Occasionally, one of the disks might fail. When this happens, you won’t lose any data, but a red light on the Databox will start flashing, and it will send mail to a few designated addresses. When this happens, it’s exactly like when your laser printer starts saying “You need to replace the cyan ink” or “You need to buy a new printer drum”; next time you go shopping, you swing by Best Buy or Costco and pick up another disk unit. When you get home, you open the top of the Databox, pull out the disk with the red LED turned on, drop in the new one, and toss out the old one. Now that I think of it, if you get the interfaces right you don’t even have to have the same capacity disks. If you configured this right, you could be really very sure that you wouldn’t lose data; ZFS should sail through power failures and so on.
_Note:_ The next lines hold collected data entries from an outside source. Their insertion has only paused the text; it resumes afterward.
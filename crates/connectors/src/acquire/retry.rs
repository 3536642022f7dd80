use std::{future::Future, time::Duration};
use tracing::{info, warn};

#[derive(Debug, Clone, Copy, PartialEq, Eq)]
pub enum RetryDisposition {
    Retry,
    Stop,
}

/// Runs `op` up to `attempts` times, sleeping `delay` between failures that
/// `classify` marks as retryable. Returns the last error together with the
/// number of attempts made.
pub async fn with_bounded_retries<T, E, C, F, Fut>(
    label: &str,
    attempts: u32,
    delay: Duration,
    classify: C,
    mut op: F,
) -> Result<T, (E, u32)>
where
    E: std::fmt::Display,
    C: Fn(&E) -> RetryDisposition,
    F: FnMut(u32) -> Fut,
    Fut: Future<Output = Result<T, E>>,
{
    let attempts = attempts.max(1);
    let mut attempt = 1;

    loop {
        match op(attempt).await {
            Ok(value) => return Ok(value),
            Err(err) if attempt >= attempts || classify(&err) == RetryDisposition::Stop => {
                return Err((err, attempt));
            }
            Err(err) => {
                warn!("{label} attempt {attempt} failed: {err}");
                info!("Retrying in {} seconds...", delay.as_secs_f32());
                tokio::time::sleep(delay).await;
                attempt += 1;
            }
        }
    }
}

#[cfg(test)]
mod tests {
    use super::*;
    use tracing_test::traced_test;

    fn retry_all(_: &String) -> RetryDisposition {
        RetryDisposition::Retry
    }

    #[tokio::test]
    #[traced_test]
    async fn test_succeeds_after_failures() {
        let result: Result<u32, (String, u32)> =
            with_bounded_retries("setup", 3, Duration::from_millis(1), retry_all, |attempt| async move {
                if attempt < 3 {
                    Err(format!("boom {attempt}"))
                } else {
                    Ok(attempt)
                }
            })
            .await;

        assert_eq!(result, Ok(3));
        assert!(logs_contain("setup attempt 1 failed: boom 1"));
        assert!(logs_contain("setup attempt 2 failed: boom 2"));
    }

    #[tokio::test]
    async fn test_gives_up_after_last_attempt() {
        let result: Result<(), (String, u32)> =
            with_bounded_retries("setup", 2, Duration::from_millis(1), retry_all, |attempt| async move {
                Err(format!("boom {attempt}"))
            })
            .await;

        assert_eq!(result, Err(("boom 2".to_string(), 2)));
    }

    #[tokio::test]
    async fn test_stop_disposition_short_circuits() {
        let mut calls = 0;
        let result: Result<(), (String, u32)> = with_bounded_retries(
            "setup",
            5,
            Duration::from_millis(1),
            |_: &String| RetryDisposition::Stop,
            |attempt| {
                calls += 1;
                async move { Err(format!("fatal {attempt}")) }
            },
        )
        .await;

        assert_eq!(result, Err(("fatal 1".to_string(), 1)));
        assert_eq!(calls, 1);
    }

    #[tokio::test]
    async fn test_zero_attempts_still_runs_once() {
        let result: Result<u32, (String, u32)> =
            with_bounded_retries("setup", 0, Duration::ZERO, retry_all, |attempt| async move {
                Ok(attempt)
            })
            .await;
        assert_eq!(result, Ok(1));
    }
}
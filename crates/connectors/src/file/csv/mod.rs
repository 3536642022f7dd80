pub mod error;
pub mod metadata;
pub mod settings;
pub mod source;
I’d sell the Databox with some sort of physical locking attachment like some home safes have; you could screw it to the studs in the wall so that it would be too much work for burglars to take if you had a break-in.
(For ZFS, see here.) There's a link at this post to an excellent, earlier posting by Tim, Protecting Your Data: 'Here are my life lessons on keeping your data safe while assuming that The Worst Will Happen. Some of it is Macintosh-specific, but there may be useful take-aways even from those parts, even for non-Mac-hacks'. It's the best single post on backup and storage that I've read, summed up in his four rules:
The Rules · If you follow these, you almost certainly won’t lose data in any damaging way.
Don’t use proprietary file formats.
Don’t erase anything.
Store everything twice.
Do occasional ad-hoc and regular full backups.
The whole thing is a must-read.
Just now, Alex sent me a link to Infrant Technologies' ReadyNAS NV Network Attached Storage (NAS) device (with 4 serial ATA disk trays):
Infrant Technologies' ReadyNAS NV is the latest addition to the award-winning ReadyNAS product family. Network attached storage (NAS) devices enable advanced home and business users to easily share large amounts of data in a cost-effective and power-efficient manner. …
The Backup Button
New with the ReadyNAS NV is the Backup Button on the front, conveniently located next to the front USB port. Simply connect a USB storage device to the port and press the button, and all your data in your backup share on the ReadyNAS gets backed up to the USB device. It's as simple as that. Now if you want your USB device backed up to the ReadyNAS instead, simply change the source and destination in the FrontView Backup menu. The integrated Backup Manager allows you to set up even more sophisticated network backups that you can schedule or be invoked with the press of the Backup Button.The NV Loves to Play
The ReadyNAS NV fits your office needs like a glove. But take it home, and it becomes the center of your entertainment center. Equipped with Gigabit Ethernet with jumbo frames support, you can be sure that multiple HD streams will play off the NV with no problems. Whether you use your Windows Media Center PC or stream data directly off the NV with a network media player, your videos, music, and pictures will look sharp and stutter-free on your HD displays.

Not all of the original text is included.